杜甫の『龍門(リュウモン)奉先寺(ホウセンジ)に遊ぶ』という五言律詩の結句にあるのですが、
原文は【令人発深省】と なっていまして【人をして深省を発せしめん】と訓読みされます
開元24年(736年) 杜甫25歳の時に作られました。
『遊龍門奉先寺』は五言律詩として、かなり初期の作品と言われています。
前の年「科挙」に不合格でした。 数千人の受験者で合格は27名。不合格でもあまりショックはなかったようです。

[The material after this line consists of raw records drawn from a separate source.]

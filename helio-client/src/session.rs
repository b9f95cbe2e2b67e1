//! The session — one owner of the full mirror→view pipeline.
//!
//! All mutation happens inside event handlers, one event fully processed
//! before the next; the session is single-threaded and never reentrant.
//! Outbound traffic goes through a [`CommandSink`] so the engine can run
//! against a live connection or a recording sink in tests.

use log::{debug, info, warn};
use rustc_hash::FxHashMap;

use helio_model::{ModelStore, Value, VarPatch, Variable};
use helio_sync::{BlobFetcher, ChannelEvent, Command, Connection, NullFetcher, ServerMessage};
use helio_view::{Control, Renderer, ViewTree};

use crate::queue::ResolveQueue;

/// Where outbound commands go.
pub trait CommandSink {
    fn send(&mut self, command: Command);
}

/// The live connection is a sink.
impl CommandSink for Connection {
    fn send(&mut self, command: Command) {
        Connection::send(self, &command);
    }
}

/// Test sink: keeps every command for inspection.
#[derive(Debug, Default)]
pub struct RecordingSink {
    pub sent: Vec<Command>,
}

impl CommandSink for RecordingSink {
    fn send(&mut self, command: Command) {
        self.sent.push(command);
    }
}

/// One synchronization session: the model mirror, the materialized view,
/// the resolve queue and the outbound sink, advanced by channel events.
pub struct Session<S: CommandSink> {
    pub(crate) store: ModelStore,
    pub(crate) view: ViewTree,
    pub(crate) queue: ResolveQueue,
    pub(crate) sink: S,
    pub(crate) fetcher: Box<dyn BlobFetcher>,
    /// Set once the snapshot has been materialized; updates arriving
    /// earlier are unreachable and dropped.
    pub(crate) rendered: bool,
    /// Mirror of the channel gate: open handshake done, sends legal.
    ready: bool,
    /// Target id announced for the next out-of-band binary frame.
    pub(crate) pending_preview: Option<String>,
    /// Structured blobs the view cannot render, keyed by variable id.
    pub(crate) json_blobs: FxHashMap<String, serde_json::Value>,
    active_view: Option<String>,
}

impl<S: CommandSink> Session<S> {
    pub fn new(sink: S) -> Self {
        Self::with_fetcher(sink, Box::new(NullFetcher))
    }

    pub fn with_fetcher(sink: S, fetcher: Box<dyn BlobFetcher>) -> Self {
        Self {
            store: ModelStore::new(),
            view: ViewTree::new(),
            queue: ResolveQueue::new(),
            sink,
            fetcher,
            rendered: false,
            ready: false,
            pending_preview: None,
            json_blobs: FxHashMap::default(),
            active_view: None,
        }
    }

    pub fn store(&self) -> &ModelStore {
        &self.store
    }

    pub fn view(&self) -> &ViewTree {
        &self.view
    }

    pub fn sink(&self) -> &S {
        &self.sink
    }

    pub fn sink_mut(&mut self) -> &mut S {
        &mut self.sink
    }

    pub fn is_rendered(&self) -> bool {
        self.rendered
    }

    pub fn is_ready(&self) -> bool {
        self.ready
    }

    pub fn active_view(&self) -> Option<&str> {
        self.active_view.as_deref()
    }

    pub fn json_blob(&self, id: &str) -> Option<&serde_json::Value> {
        self.json_blobs.get(id)
    }

    // ── Channel events ──────────────────────────────────────────────

    /// Advance the session by one channel event.
    pub fn handle_event(&mut self, event: ChannelEvent) {
        match event {
            ChannelEvent::Opened => {
                self.ready = true;
            }
            ChannelEvent::Text(text) => self.apply_text(&text),
            ChannelEvent::Binary(data) => self.apply_binary(data),
            ChannelEvent::Closed => {
                // The mirror restarts from the next snapshot; anything
                // arriving before it is unreachable by construction.
                self.ready = false;
                self.reset();
            }
        }
    }

    fn reset(&mut self) {
        self.store.clear();
        self.view.clear();
        self.queue.clear();
        self.rendered = false;
        self.pending_preview = None;
    }

    /// Apply one inbound text frame: the snapshot array exactly once per
    /// connection, keyed update objects afterwards. Malformed frames are
    /// logged and discarded; the channel stays open.
    pub fn apply_text(&mut self, text: &str) {
        match ServerMessage::parse(text) {
            Ok(ServerMessage::Snapshot(roots)) => self.apply_snapshot(roots),
            Ok(ServerMessage::Updates(updates)) => {
                if !self.rendered {
                    debug!("update before snapshot, ignoring");
                    return;
                }
                for update in updates {
                    self.apply_update(update);
                }
            }
            Err(e) => warn!("discarding inbound frame: {e}"),
        }
    }

    fn apply_snapshot(&mut self, roots: Vec<Variable>) {
        if self.rendered {
            warn!("snapshot while tree already materialized, ignoring");
            return;
        }
        self.store.ingest_snapshot(roots);
        let outcome = Renderer::materialize_snapshot(&mut self.view, self.store.roots());
        self.rendered = true;
        info!(
            "snapshot materialized: {} variables, {} widgets",
            self.store.len(),
            self.view.node_count()
        );

        for id in outcome.pending {
            self.queue.push(id, &mut self.sink);
        }
        // Always drain the remainder right after the full-tree render.
        self.queue.flush(&mut self.sink);

        if let Some(view) = outcome.saved_view {
            self.active_view = Some(view);
        }
    }

    /// Route one out-of-band binary frame to the announced preview target.
    fn apply_binary(&mut self, data: Vec<u8>) {
        let Some(target) = self.pending_preview.take() else {
            debug!("unannounced binary frame ({} bytes), dropping", data.len());
            return;
        };
        let Some(widget) = self.view.node(&target) else {
            warn!("preview target {target} has no materialized node");
            return;
        };
        match self.view.get_mut(widget) {
            Some(node) => match &mut node.control {
                Control::Surface { preview } => *preview = data,
                _ => warn!("preview target {target} is not a surface"),
            },
            None => warn!("preview target {target} vanished"),
        }
    }

    // ── User interaction ────────────────────────────────────────────

    /// Apply a user edit locally and send it immediately — edits bypass
    /// the resolve queue to keep interactive latency low.
    pub fn edit(&mut self, id: &str, value: Value) {
        self.store.merge_attrs(id, &VarPatch::value(value.clone()));
        if let Some(widget) = self.view.node(id) {
            self.set_widget_value(widget, &value);
        }
        self.sink.send(Command::SetValue {
            id: id.to_string(),
            value,
        });
    }

    /// Edit one table cell; the outbound id carries the row suffix.
    pub fn edit_cell(&mut self, id: &str, row: usize, value: Value) {
        if let Some(widget) = self.view.cell(id, row) {
            self.set_widget_value(widget, &value);
        }
        self.sink.send(Command::SetValue {
            id: format!("{id}#{row}"),
            value,
        });
    }

    /// Flip a checkbox and report the new state.
    pub fn toggle(&mut self, id: &str) {
        let next = match self.view.node(id).and_then(|w| self.view.get(w)) {
            Some(node) => match node.control {
                Control::Checkbox { checked, enabled } => {
                    if !enabled {
                        return;
                    }
                    !checked
                }
                _ => {
                    warn!("toggle on non-checkbox {id}");
                    return;
                }
            },
            None => {
                warn!("toggle on unknown id {id}");
                return;
            }
        };
        self.edit(id, Value::Bool(next));
    }

    /// Fire a button.
    pub fn press(&mut self, id: &str) {
        self.sink.send(Command::SetValue {
            id: id.to_string(),
            value: Value::Bool(true),
        });
    }

    /// Switch the active perspective and persist it server-side.
    pub fn select_view(&mut self, view: &str) {
        self.active_view = Some(view.to_string());
        self.sink.send(Command::View(view.to_string()));
    }
}

#[cfg(test)]
mod tests {
    use super::*;

    const SNAPSHOT: &str = r#"[
        {"id":"Network","type":"module","o":1,"n":[
            {"id":"ssid","type":"text","o":1,"value":"home"}
        ]}
    ]"#;

    fn session() -> Session<RecordingSink> {
        Session::new(RecordingSink::default())
    }

    #[test]
    fn test_snapshot_renders_once() {
        let mut s = session();
        s.handle_event(ChannelEvent::Opened);
        s.apply_text(SNAPSHOT);
        assert!(s.is_rendered());
        assert!(s.view().node("ssid").is_some());

        // A second array is a logged no-op.
        let widgets = s.view().node_count();
        s.apply_text(r#"[{"id":"Other","type":"module"}]"#);
        assert_eq!(s.view().node_count(), widgets);
        assert!(s.view().node("Other").is_none());
    }

    #[test]
    fn test_update_before_snapshot_ignored() {
        let mut s = session();
        s.handle_event(ChannelEvent::Opened);
        s.apply_text(r#"{"ssid":{"value":"office"}}"#);
        assert!(!s.is_rendered());
        assert!(s.store().is_empty());
    }

    #[test]
    fn test_close_discards_mirror() {
        let mut s = session();
        s.handle_event(ChannelEvent::Opened);
        s.apply_text(SNAPSHOT);
        assert!(s.is_rendered());

        s.handle_event(ChannelEvent::Closed);
        assert!(!s.is_rendered());
        assert!(!s.is_ready());
        assert!(s.store().is_empty());
        assert!(s.view().is_empty());

        // Patches between close and the next snapshot are unreachable.
        s.apply_text(r#"{"ssid":{"value":"office"}}"#);
        assert!(s.store().is_empty());
    }

    #[test]
    fn test_malformed_frame_keeps_session_alive() {
        let mut s = session();
        s.handle_event(ChannelEvent::Opened);
        s.apply_text("not json at all");
        s.apply_text(SNAPSHOT);
        assert!(s.is_rendered());
    }

    #[test]
    fn test_edit_updates_both_sides_and_sends() {
        let mut s = session();
        s.handle_event(ChannelEvent::Opened);
        s.apply_text(SNAPSHOT);
        s.edit("ssid", "office".into());

        assert_eq!(
            s.store().find("ssid").unwrap().value,
            Some(Value::Text("office".into()))
        );
        let widget = s.view().node("ssid").unwrap();
        assert_eq!(s.view().get(widget).unwrap().control.display_text(), "office");
        assert_eq!(
            s.sink().sent,
            vec![Command::SetValue { id: "ssid".into(), value: "office".into() }]
        );
    }

    #[test]
    fn test_select_view_persists() {
        let mut s = session();
        s.select_view("vSys");
        assert_eq!(s.active_view(), Some("vSys"));
        assert_eq!(s.sink().sent, vec![Command::View("vSys".into())]);
    }

    #[test]
    fn test_binary_without_announcement_dropped() {
        let mut s = session();
        s.handle_event(ChannelEvent::Opened);
        s.apply_text(SNAPSHOT);
        // No pending target: nothing to route to, nothing panics.
        s.handle_event(ChannelEvent::Binary(vec![1, 2, 3]));
        assert!(s.pending_preview.is_none());
    }

    #[test]
    fn test_preview_routing() {
        let mut s = session();
        s.handle_event(ChannelEvent::Opened);
        s.apply_text(
            r#"[{"id":"Leds","type":"module","o":1,"n":[{"id":"preview","type":"canvas","o":1}]}]"#,
        );
        // A value patch on the canvas announces the next binary frame.
        s.apply_text(r#"{"preview":{"value":1}}"#);
        assert_eq!(s.pending_preview.as_deref(), Some("preview"));

        s.handle_event(ChannelEvent::Binary(vec![9, 9, 9]));
        let widget = s.view().node("preview").unwrap();
        match &s.view().get(widget).unwrap().control {
            Control::Surface { preview } => assert_eq!(preview, &vec![9, 9, 9]),
            other => panic!("expected surface, got {other:?}"),
        }
        assert!(s.pending_preview.is_none());
    }
}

已従招提遊 已(すで)に招提(ショウダイ)の遊びに従い
今日このお寺でまなび
更宿招提境 更に招提の境(キョウ)に宿す
そのうえ境内で一夜を過ごす
陰壑生虚籟 陰壑(インガク) 虚籟(キョライ)生じ
北側の崖に、風音が生じ
月林散清影 月林(ゲツリン) 清影(セイエイ)散ず
月下の林は 清らかな光を放つ
天闕象緯逼 天闕(テンケツ)に象緯(ショウイ)逼(せま)り
天の宮門かと怪しくせまり、
雲臥衣裳冷 雲臥(ウンガ)すれば衣裳(イショウ)冷ややかなり
山中に臥していると 着物も冷たく
欲覚聞晨鐘 覚(さめ)んと欲して晨鐘(シンショウ)を聞けば
明朝目ざめようとして 鐘の音を聞けば
令人発深省 人をして深省(シンセイ)を発せしめん
心に深い反省の念を起こさずにはいられない。